The Baystate Corset Block is a historic commercial block at 395–405 Dwight St. and 99 Taylor Street in Springfield, Massachusetts, United States. Built in 1874 and twice enlarged, it was from 1888 to 1920 home of the Baystate Corset Company, one of the nation's largest manufacturers of corsets. The building was listed on the National Register of Historic Places in 1983.

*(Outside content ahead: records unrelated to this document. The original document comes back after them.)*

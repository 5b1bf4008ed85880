/// State management module
///
/// This module handles all persisted state, including:
/// - Database connection and queries (library.rs)
/// - Account registry structures (data.rs)
/// - Serialized catalog graphs (records.rs)
/// - Process-wide account directory (directory.rs)

pub mod library;
pub mod data;
pub mod records;
pub mod directory;
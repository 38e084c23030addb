//! Module defining the running totals kept per store

use std::collections::{HashMap, hash_map::Entry};

use crate::domain::{Money, ProductId};

/// The accumulated state of a single store: its revenue so far and how often
/// each product was sold. Product ids are also kept in first-seen order,
/// which the ranked views and the report rows iterate in.
#[derive(Debug, Default)]
pub struct StoreState {
    revenue: Money,
    product_counts: HashMap<ProductId, u64>,
    product_order: Vec<ProductId>,
}

impl StoreState {
    /// Folds one sale into the store: bumps the product's count and adds the
    /// price to the revenue. Every sale contributes its price exactly once.
    pub(crate) fn record_sale(&mut self, product_id: ProductId, price: Money) {
        match self.product_counts.entry(product_id) {
            Entry::Occupied(mut entry) => *entry.get_mut() += 1,
            Entry::Vacant(entry) => {
                self.product_order.push(entry.key().clone());
                entry.insert(1);
            }
        }
        self.revenue += price;
    }

    pub fn revenue(&self) -> Money {
        self.revenue
    }

    /// Number of times the given product was sold in this store.
    pub fn product_count(&self, product_id: &ProductId) -> u64 {
        self.product_counts.get(product_id).copied().unwrap_or(0)
    }

    pub fn distinct_products(&self) -> usize {
        self.product_order.len()
    }

    /// Products with their counts, in the order they were first seen.
    pub fn products(&self) -> impl Iterator<Item = (&ProductId, u64)> {
        self.product_order.iter().map(|id| {
            let count = self
                .product_counts
                .get(id)
                .copied()
                .expect("every ordered product id has a count");
            (id, count)
        })
    }

    /// The first product seen in this store whose id differs from `excluded`.
    pub fn first_product_except(&self, excluded: &str) -> Option<&ProductId> {
        self.product_order.iter().find(|id| id.as_str() != excluded)
    }
}
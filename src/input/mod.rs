//! Module defining the chunked reading of the transaction log and the parsing of individual records into validated domain types.

use std::io::BufRead;

use crate::domain::{Money, ProductId, StoreId, Transaction};
use crate::error::Error;


/// Iterator turning a text source into batches of complete lines.
///
/// Lines are accumulated until the number of bytes read reaches `chunk_size`;
/// the trailing line is always completed, so a batch may overshoot the
/// threshold by up to one line and a line is never split across batches.
/// Yielded lines have their terminators stripped. Iteration ends when the
/// source is exhausted; an empty batch is never yielded. The source is
/// consumed once.
pub(crate) struct LineBatches<R> {
    reader: R,
    chunk_size: usize,
    done: bool,
}

impl<R: BufRead> LineBatches<R> {
    pub(crate) fn new(reader: R, chunk_size: usize) -> Self {
        Self {
            reader,
            chunk_size,
            done: false,
        }
    }

    fn next_batch(&mut self) -> Result<Vec<String>, Error> {
        let mut batch = Vec::new();
        let mut bytes_read = 0;

        loop {
            let mut line = String::new();
            let read = self.reader.read_line(&mut line)?;
            if read == 0 {
                self.done = true;
                break;
            }
            bytes_read += read;

            let end = line.trim_end_matches(['\r', '\n']).len();
            line.truncate(end);
            batch.push(line);

            if bytes_read >= self.chunk_size {
                break;
            }
        }

        Ok(batch)
    }
}

impl<R: BufRead> Iterator for LineBatches<R> {
    type Item = Result<Vec<String>, Error>;

    fn next(&mut self) -> Option<Self::Item> {
        if self.done {
            return None;
        }
        match self.next_batch() {
            Ok(batch) if batch.is_empty() => None,
            Ok(batch) => Some(Ok(batch)),
            Err(e) => {
                self.done = true;
                Some(Err(e))
            }
        }
    }
}

/// Parses one pipe-delimited record.
///
/// A record carries exactly 6 fields; the product id, store id, and price sit
/// at indices 2, 3, and 5. Any other arity is fatal. `record` is the 1-based
/// position of the line within the data portion of the log, used for error
/// context.
pub(crate) fn parse_record(line: &str, record: u64) -> Result<Transaction, Error> {
    let fields: Vec<&str> = line.split('|').collect();
    let [_, _, product_id, store_id, _, price] = fields[..] else {
        return Err(Error::MalformedRecord {
            record,
            fields: fields.len(),
        });
    };

    let price: Money = price.trim().parse().map_err(|_| Error::PriceParse {
        record,
        value: price.to_string(),
    })?;

    Ok(Transaction::new(
        ProductId::new(product_id),
        StoreId::new(store_id),
        price,
    ))
}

==Description and history==
The Baystate Corset Block stands on the north side of Springfield's downtown area, at the northeast corner of Dwight and Taylor Streets. The main portion of the building, facing Dwight Street, was built in 1874 by Marsh & Robinson. It is a four-story brick structure, whose original styling, visible on the side elevation, includes segmental arch windows and a corbelled cornice. The front facade, which was redone in 1918, consists on the upper level of five bays of tripled windows, separated by brick piers. The storefronts are largely unaltered.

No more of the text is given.